What do we do if the source water is turbid?
Water that looks dirty or cloudy is called turbid
water. Turbidity is a measure of the amount of light
that is scattered as it passes through the water sample.
If more particles are in the water, more light will
be scattered, and the turbidity is thus higher. Water
that looks "dirty" will have a higher turbidity
than water that looks clear. Turbidity itself is not
a problem, however turbidity is often used to represent
the amount of total suspended solids and the amount
of organic matter in the water. There are two issues
with adding chlorine to water that has a high turbidity:
1) Chlorine reacts preferentially with organic matter
before reacting with bacteria. Thus, you need to make
sure to add enough chlorine to inactivate the bacteria,
2) There is a potential of creating more disinfection
by-products if there is a higher concentration of
organic matter in the source water. There are three
strategies that can be used to make turbid water clear:
1) Filtering the water through a cloth filter will
remove some of the organic matter; 2) Letting the
water settle for 12-24 hours so the organic matter
falls to the bottom and then pouring off the clearer
water into a separate vessel will also remove some
of the organic matter; or 3) Increasing the dose of
sodium hypochlorite solution adde d to the water to
make sure there is enough chlorine to inactivate the
disease-causing organisms. Because every community
is different, experiments to determine which is the
most acceptable and appropriate strategy will need
to be conducted in the project community.

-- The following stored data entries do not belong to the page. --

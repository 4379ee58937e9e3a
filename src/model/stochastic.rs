// Random draws for one model instance: the terminal value and noise order flow

use ndarray::Array1;
use rand::rngs::StdRng;
use rand::{Rng, SeedableRng};
use rand_distr::{Distribution, Normal};
use tracing::debug;

use crate::error::{KyleError, KyleResult};
use crate::model::parameters::ModelParameters;

/// Supplies `V_N` and the noise-trader order flow from an injected generator
pub struct StochasticSource<R: Rng = StdRng> {
    rng: R,
    terminal_value: f64,
    noise_variance: f64,
    steps: usize,
}

impl StochasticSource<StdRng> {
    /// Deterministic source, reproducible for a given seed
    pub fn seeded(params: &ModelParameters, seed: u64) -> KyleResult<Self> {
        Self::new(params, StdRng::seed_from_u64(seed))
    }

    /// Source seeded from OS entropy
    pub fn from_entropy(params: &ModelParameters) -> KyleResult<Self> {
        Self::new(params, StdRng::from_entropy())
    }

    /// Seeded when `seed` is given, entropy otherwise
    pub fn with_optional_seed(params: &ModelParameters, seed: Option<u64>) -> KyleResult<Self> {
        match seed {
            Some(s) => Self::seeded(params, s),
            None => Self::from_entropy(params),
        }
    }
}

impl<R: Rng> StochasticSource<R> {
    /// Draws `V_N ~ Normal(terminal_mean, SIGMA_G)` once; it never changes afterwards.
    pub fn new(params: &ModelParameters, mut rng: R) -> KyleResult<Self> {
        let sigma_g = params.terminal_guess_volatility();
        if sigma_g.is_nan() || sigma_g <= 0.0 {
            return Err(KyleError::InvalidParameter(
                "terminal_guess_volatility".to_string(),
                format!("must be strictly positive, got {}", sigma_g),
            ));
        }
        if params.steps() == 0 {
            return Err(KyleError::InvalidParameter(
                "steps".to_string(),
                "must be a positive integer".to_string(),
            ));
        }

        let terminal = normal(params.terminal_mean(), sigma_g, "terminal_guess_volatility")?;
        let terminal_value = terminal.sample(&mut rng);
        debug!("Drew terminal value V_N = {:.6}", terminal_value);

        Ok(Self {
            rng,
            terminal_value,
            noise_variance: params.noise_variance(),
            steps: params.steps(),
        })
    }

    pub fn terminal_value(&self) -> f64 {
        self.terminal_value
    }

    /// `N + 1` independent noise orders with standard deviation `SIGMA^2 / N`
    pub fn draw_noise_orders(&mut self) -> KyleResult<Array1<f64>> {
        let scale = self.noise_variance.powi(2) / self.steps as f64;
        let dist = normal(0.0, scale, "noise_variance")?;
        let rng = &mut self.rng;
        Ok(Array1::from_shape_fn(self.steps + 1, |_| dist.sample(&mut *rng)))
    }

    /// Single noise order for the one-period market, standard deviation `SIGMA`
    pub fn draw_one_period_noise(&mut self) -> KyleResult<f64> {
        let dist = normal(0.0, self.noise_variance, "noise_variance")?;
        Ok(dist.sample(&mut self.rng))
    }
}

fn normal(mean: f64, std_dev: f64, name: &str) -> KyleResult<Normal<f64>> {
    Normal::new(mean, std_dev).map_err(|e| {
        KyleError::InvalidParameter(name.to_string(), format!("invalid normal distribution: {}", e))
    })
}
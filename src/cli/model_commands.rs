// Model command implementations
use tracing::{error, info, warn};
use kyle_model::{
    CancellationFlag, Config, ConvergenceProgress, IterationObserver, IterationReport, JsonSink,
    KyleError, KyleModel, KyleResult, LogSink, ModelRun, PreFlightValidator, RootPolicy, Spinner,
    Termination, VisualizationSink,
};

/// Command-line overrides for `kyle solve`
pub struct SolveOptions {
    pub seed: Option<u64>,
    pub steps: Option<usize>,
    pub max_iterations: Option<usize>,
    pub json: bool,
    pub strict_roots: bool,
    pub require_convergence: bool,
}

/// Forwards the convergence trace to the progress bar and, optionally, the log
struct RunObserver {
    progress: Option<ConvergenceProgress>,
    log_iterations: bool,
}

impl IterationObserver for RunObserver {
    fn on_iteration(&mut self, report: &IterationReport) {
        if self.log_iterations {
            info!(
                "   #{:>3} SIGMA_N={:.4} SIGMA_0={:.6} gap={:+.6}",
                report.iteration, report.terminal_variance, report.initial_variance, report.gap
            );
        }
        if let Some(progress) = self.progress.as_mut() {
            progress.on_iteration(report);
        }
    }

    fn on_finish(&mut self, termination: Termination, iterations: usize) {
        if let Some(progress) = self.progress.as_mut() {
            progress.on_finish(termination, iterations);
        }
    }
}

fn apply_overrides(config: &Config, options: &SolveOptions) -> Config {
    let mut config = config.clone();
    if let Some(seed) = options.seed {
        config.solver.seed = Some(seed);
    }
    if let Some(steps) = options.steps {
        config.model.steps = steps;
    }
    if let Some(max_iterations) = options.max_iterations {
        config.model.max_iterations = max_iterations;
    }
    if options.strict_roots {
        config.solver.root_policy = RootPolicy::Strict;
    }
    config
}

fn preflight(config: &Config) -> KyleResult<()> {
    let validation = PreFlightValidator::new(config.clone()).validate_all();
    validation.display();

    if !validation.passed {
        error!("❌ Pre-flight validation failed. Cannot proceed.");
        return Err(KyleError::ConfigValidation(
            "Critical validation checks did not pass".to_string(),
        ));
    }
    Ok(())
}

pub async fn solve(options: SolveOptions, config: &Config) -> KyleResult<()> {
    let config = apply_overrides(config, &options);
    preflight(&config)?;

    let params = config.model.clone().build()?;
    let seed = config.solver.seed;
    let policy = config.solver.root_policy;
    let observer = RunObserver {
        // Keep stdout clean for JSON
        progress: (config.solver.show_progress && !options.json)
            .then(|| ConvergenceProgress::new(params.max_iterations())),
        log_iterations: config.logging.log_iterations,
    };

    let cancel = CancellationFlag::new();
    let ctrl_c_flag = cancel.clone();
    let watcher = tokio::spawn(async move {
        if tokio::signal::ctrl_c().await.is_ok() {
            warn!("⚠️  Interrupt received, stopping after the current iteration");
            ctrl_c_flag.cancel();
        }
    });

    info!("🚀 Running Kyle model (seed: {})", seed.map_or("entropy".to_string(), |s| s.to_string()));
    let run = tokio::task::spawn_blocking(move || -> KyleResult<ModelRun> {
        let mut observer = observer;
        let mut model = KyleModel::with_optional_seed(params, seed)?
            .with_root_policy(policy)
            .with_cancellation(cancel);
        model.run_observed(&mut observer)
    })
    .await??;
    watcher.abort();

    if options.require_convergence {
        run.multiperiod.ensure_converged(&run.parameters)?;
    }

    if options.json {
        let stdout = std::io::stdout();
        JsonSink::new(stdout.lock(), true).consume(&run)?;
    } else {
        LogSink::default().consume(&run)?;
    }

    Ok(())
}

pub async fn one_period(seed: Option<u64>, config: &Config) -> KyleResult<()> {
    let params = config.model.clone().build()?;
    let seed = seed.or(config.solver.seed);
    let mut model =
        KyleModel::with_optional_seed(params, seed)?.with_root_policy(config.solver.root_policy);

    info!("📈 One-period Kyle market");
    info!("   V0: {:.4}   V_N: {:.4}", model.params().initial_value(), model.terminal_value());

    let result = model.one_period_price()?;
    for (key, value) in result.as_map() {
        info!("   {}: {:.6}", key, value);
    }

    let spinner = Spinner::new("Running single-step cross-check...");
    match model.one_period_cross_check() {
        Ok(check) => {
            spinner.finish("Cross-check complete");
            info!(
                "   LAMBDA closed form {:.6} | N=1 {:.6} | ratio {:.6} (expected {:.6})",
                check.closed_form_lambda,
                check.discretized_lambda,
                check.depth_ratio(),
                kyle_model::CrossCheck::EXPECTED_DEPTH_RATIO
            );
            info!(
                "   Profit closed form {:.6} | N=1 {:.6}",
                check.closed_form_profit, check.discretized_profit
            );
            if check.is_consistent(1e-9) {
                info!("✅ Single-step solve matches the closed form");
            } else {
                warn!("⚠️  Single-step solve deviates from the closed form");
            }
        }
        Err(e) => {
            spinner.finish_with_error(&e.to_string());
            return Err(e);
        }
    }

    Ok(())
}

pub async fn check(config: &Config) -> KyleResult<()> {
    preflight(config)
}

Why does free chlorine in treated water decline over
Chlorine is an extremely reactive chemical. Right
after the sodium hypochlorite is added to the water,
chlorine levels decline because the chlorine is reacting
with organic matter and microbes. After those reactions
are complete, chlorine in water will slowly escape
into the air as a gas. This is the reason that free
and total chlorine levels slowly degrade over time
in a covered (but not sealed) container, and also
why we recommend that the pH of the hypochlorite solution
be raised to over 11 to extend the shelf-life before
it is used.
How can you distribute the SH throughout the country?
In many projects, PSI has initiated social marketing
campaigns, which include the activation of networks
of wholesale and retail outlets, facilitating distribution
to communities where vulnerable populations live.
For smaller projects, one idea is to purchase space
on private delivery trucks that are already going
to target locations to deliver goods such as soft
drinks and beer, or to request a donation of space
by the private companies as a charitable activity.